The numbers tell the same story. The city of Chicago was reported by the New York Times to have had 43 street-based arrests in July of 2007 – and 60 Craigslist arrests. The Times story that included that fact was published as a front-pager on September 5, 2007, “As Prostitutes Turn to Craigslist, Law Takes Notice.” The article, which re-discovered Internet prostitution, describes how police departments from “Hawaii to New Hampshire” are spending more and more of their time trolling the Erotic Services section of Craigslist. In it, Nassau County Assistant Chief of Detectives, Richard McGuire, called Craigslist “the high-tech 42nd Street, where much of the solicitation takes place now.”

As with print advertising, online advertising creates an openness and (digital) paper-trail that can make it easier for police to track down the bad guys. I don’t just mean traffickers but also other men (clients or management) who may be abusing prostitutes.

Right now, the war on prostitution advertising is striking some serious blows against industry workers.

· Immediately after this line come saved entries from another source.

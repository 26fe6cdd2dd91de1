//! Page windows: resolving a request into one bounded read.
//!
//! A request names a window (rows strictly between the `after` and `before`
//! cursors) and an end to take rows from. Taking the last `n` rows runs the
//! same head-first read over the reversed ordering, then flips the result,
//! so every request executes as a single "first `n + 1`" query. The extra
//! probe row tells whether more rows lie beyond the page without a second
//! query.

mod page;
mod request;

use std::borrow::Cow;

pub use self::page::{Edge, PageInfo, Window};
pub use self::request::{Anchor, WindowRequest};
use crate::TRACING_TARGET_WINDOW;
use crate::config::KeysetConfig;
use crate::cursor::CursorCodec;
use crate::error::{Error, Result};
use crate::ordering::{KeysetOrdering, OrderExtractor};
use crate::predicate::{Condition, Direction, PredicateBuilder};
use crate::source::{OrderedSource, SliceQuery};

/// Serves keyset pages over one ordered source.
///
/// The ordering is extracted and validated once, when the paginator is
/// created; every request afterwards reuses it.
#[derive(Debug)]
pub struct Paginator<S> {
    source: S,
    codec: CursorCodec,
    config: KeysetConfig,
}

impl<S: OrderedSource> Paginator<S> {
    /// Creates a paginator, validating the source's declared ordering.
    ///
    /// Fails with [`Error::Configuration`] if the ordering cannot be paged
    /// over.
    pub fn new(source: S, config: KeysetConfig) -> Result<Self> {
        let config = config.validate();
        let ordering = {
            let extractor =
                OrderExtractor::new(source.schema()).with_strict(config.strict_ordering);
            let declared = if config.append_tie_breaker {
                Cow::Owned(extractor.with_tie_breaker(source.declared_order()))
            } else {
                Cow::Borrowed(source.declared_order())
            };
            extractor.extract(&declared)?
        };

        let codec = CursorCodec::new(ordering).with_fingerprint_check(config.verify_fingerprint);
        Ok(Self {
            source,
            codec,
            config,
        })
    }

    /// Returns the underlying source.
    #[inline]
    pub fn source(&self) -> &S {
        &self.source
    }

    /// Returns the validated ordering.
    #[inline]
    pub fn ordering(&self) -> &KeysetOrdering {
        self.codec.ordering()
    }

    /// Returns the cursor codec of this paginator.
    #[inline]
    pub fn codec(&self) -> &CursorCodec {
        &self.codec
    }

    /// Returns the active configuration.
    #[inline]
    pub fn config(&self) -> &KeysetConfig {
        &self.config
    }

    /// Fetches one page.
    ///
    /// Conflicting arguments and invalid cursors are rejected before the
    /// source is queried. Storage failures surface as [`Error::Source`].
    #[tracing::instrument(skip_all, target = TRACING_TARGET_WINDOW)]
    pub async fn paginate(&self, request: &WindowRequest) -> Result<Window<S::Item>> {
        let (anchor, count) = request.resolve(self.config.max_page_size)?;
        let query = self.slice_query(request, anchor, count)?;

        let mut rows = self.source.fetch(&query).await.map_err(|error| {
            tracing::error!(target: TRACING_TARGET_WINDOW, error = %error, "Source query failed");
            Error::from_source(error)
        })?;

        let probe = rows.len() > count as usize;
        rows.truncate(count as usize);
        if anchor == Anchor::Tail {
            rows.reverse();
        }

        let has_previous_page = request.after.is_some() || (anchor == Anchor::Tail && probe);
        let has_next_page = request.before.is_some() || (anchor == Anchor::Head && probe);

        tracing::debug!(
            target: TRACING_TARGET_WINDOW,
            ?anchor,
            count,
            returned = rows.len(),
            has_previous_page,
            has_next_page,
            "Resolved window"
        );

        Ok(Window::new(
            rows,
            has_previous_page,
            has_next_page,
            self.codec.clone(),
        ))
    }

    /// Builds the single read that serves a request.
    ///
    /// The limit is always `count + 1`: for `count == 0` the one fetched row
    /// only answers whether anything lies beyond, and is discarded.
    fn slice_query(
        &self,
        request: &WindowRequest,
        anchor: Anchor,
        count: u32,
    ) -> Result<SliceQuery> {
        let builder = PredicateBuilder::new(self.ordering());

        let mut bounds = Vec::with_capacity(2);
        if let Some(token) = &request.after {
            let values = self.codec.decode(token)?;
            bounds.push(builder.build(&values, Direction::After)?);
        }
        if let Some(token) = &request.before {
            let values = self.codec.decode(token)?;
            bounds.push(builder.build(&values, Direction::Before)?);
        }

        let condition = match Condition::and(bounds) {
            Condition::Const(true) => None,
            condition => Some(condition),
        };

        let ordering = match anchor {
            Anchor::Head => self.ordering().clone(),
            Anchor::Tail => self.ordering().reversed(),
        };

        Ok(SliceQuery {
            ordering,
            condition,
            limit: count as usize + 1,
        })
    }
}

The right to free speech guaranteed by the U.S. Constitution protects our ads where they appear in print (online or in print publishing), but if newspapers refuse to accept our business because they are afraid of being labeled as “facilitators of trafficking” and the major market share websites become unsafe because of police entrapment operations, there will soon be few choices left for prostitutes, many of them choices that make women less safe and less money.

Caroline Andrews is a former escort who lives and works in New York City. She chose her pseudonym because Caroline and Andrew are former Mayor Rudy Giuliani’s children. In Giuliani’s eyes, we are all children.